* Task objective: Filter the material below down to the lines containing the word "reqwest".

* Data to use:

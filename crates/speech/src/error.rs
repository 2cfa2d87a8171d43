use aria_core::{ErrorEnvelope, HttpError};
use axum::Json;
use axum::response::IntoResponse;
use http::StatusCode;
use thiserror::Error;

pub type Result<T> = std::result::Result<T, SpeechError>;

/// Errors raised by the speech pipeline
///
/// Each variant maps to exactly one (HTTP status, error type) pair. The
/// `Display` text may carry internal detail for logging; only
/// `client_message` crosses the API boundary.
#[derive(Debug, Error)]
pub enum SpeechError {
    /// Request failed schema validation
    #[error("invalid request: {message}")]
    InvalidRequest {
        message: String,
        /// Offending field, reported to the caller
        param: Option<String>,
    },

    /// Upstream rejected our credential; a server misconfiguration, not
    /// the caller's fault
    #[error("upstream authentication failed")]
    UpstreamAuth,

    /// Upstream rejected the input text under its content safety policy
    #[error("input blocked by upstream content policy")]
    ContentBlocked,

    /// Upstream outage, transport failure, or deadline exceeded;
    /// safe for the caller to retry
    #[error("upstream unavailable: {0}")]
    UpstreamUnavailable(String),

    /// Any other upstream failure
    #[error("unexpected upstream error: {0}")]
    Upstream(String),

    /// Audio decoding or encoding failed
    #[error("audio processing failed: {0}")]
    Transcode(String),

    /// Unexpected internal error
    #[error("internal error: {0}")]
    Internal(#[from] anyhow::Error),
}

impl HttpError for SpeechError {
    fn status_code(&self) -> StatusCode {
        match self {
            Self::InvalidRequest { .. } | Self::ContentBlocked => StatusCode::BAD_REQUEST,
            Self::UpstreamUnavailable(_) => StatusCode::BAD_GATEWAY,
            Self::UpstreamAuth | Self::Upstream(_) | Self::Transcode(_) | Self::Internal(_) => {
                StatusCode::INTERNAL_SERVER_ERROR
            }
        }
    }

    fn error_type(&self) -> &str {
        match self {
            Self::InvalidRequest { .. } | Self::ContentBlocked => "invalid_request_error",
            _ => "api_error",
        }
    }

    fn client_message(&self) -> String {
        match self {
            Self::InvalidRequest { message, .. } => message.clone(),
            Self::UpstreamAuth => "Upstream API authentication failed. Check server configuration.".to_owned(),
            Self::ContentBlocked => {
                "The input text was blocked by the upstream content safety policy.".to_owned()
            }
            Self::UpstreamUnavailable(_) => "The upstream API is currently unavailable.".to_owned(),
            Self::Upstream(detail) => format!("An unexpected upstream API error occurred: {detail}"),
            Self::Transcode(cause) => format!("Internal server error during audio processing: {cause}"),
            Self::Internal(_) => "An internal server error occurred.".to_owned(),
        }
    }

    fn param(&self) -> Option<&str> {
        match self {
            Self::InvalidRequest { param, .. } => param.as_deref(),
            _ => None,
        }
    }
}

impl IntoResponse for SpeechError {
    fn into_response(self) -> axum::response::Response {
        let status = self.status_code();

        // Full detail stays in the logs; the envelope carries only the
        // client-safe message.
        if status.is_server_error() {
            tracing::error!(error = %self, status = %status, "speech request failed");
        } else {
            tracing::warn!(error = %self, status = %status, "speech request rejected");
        }

        (status, Json(ErrorEnvelope::new(&self))).into_response()
    }
}
//! Test server wrapper that starts Aria on a random port

use std::net::SocketAddr;

use aria_config::Config;
use aria_server::Server;
use tokio_util::sync::CancellationToken;

/// A running test server instance
pub struct TestServer {
    addr: SocketAddr,
    shutdown: CancellationToken,
    client: reqwest::Client,
}

impl TestServer {
    /// Start a test server with the given configuration
    ///
    /// Binds to port 0 for automatic port assignment
    pub async fn start(config: Config) -> anyhow::Result<Self> {
        let server = Server::new(config)?;
        let shutdown = CancellationToken::new();
        let shutdown_clone = shutdown.clone();

        // Bind the listener here so we know the actual port
        let listener = tokio::net::TcpListener::bind("127.0.0.1:0").await?;
        let addr = listener.local_addr()?;

        tokio::spawn(async move {
            axum::serve(listener, server.into_router())
                .with_graceful_shutdown(async move {
                    shutdown_clone.cancelled().await;
                })
                .await
                .ok();
        });

        let client = reqwest::Client::new();

        Ok(Self { addr, shutdown, client })
    }

    /// Base URL of the running test server
    pub fn url(&self, path: &str) -> String {
        format!("http://{}{path}", self.addr)
    }

    /// Get a reference to the HTTP client
    pub fn client(&self) -> &reqwest::Client {
        &self.client
    }
}

impl Drop for TestServer {
    fn drop(&mut self) {
        self.shutdown.cancel();
    }
}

* Exercise response:
    client: reqwest::Client,
        let client = reqwest::Client::new();
    pub fn client(&self) -> &reqwest::Client {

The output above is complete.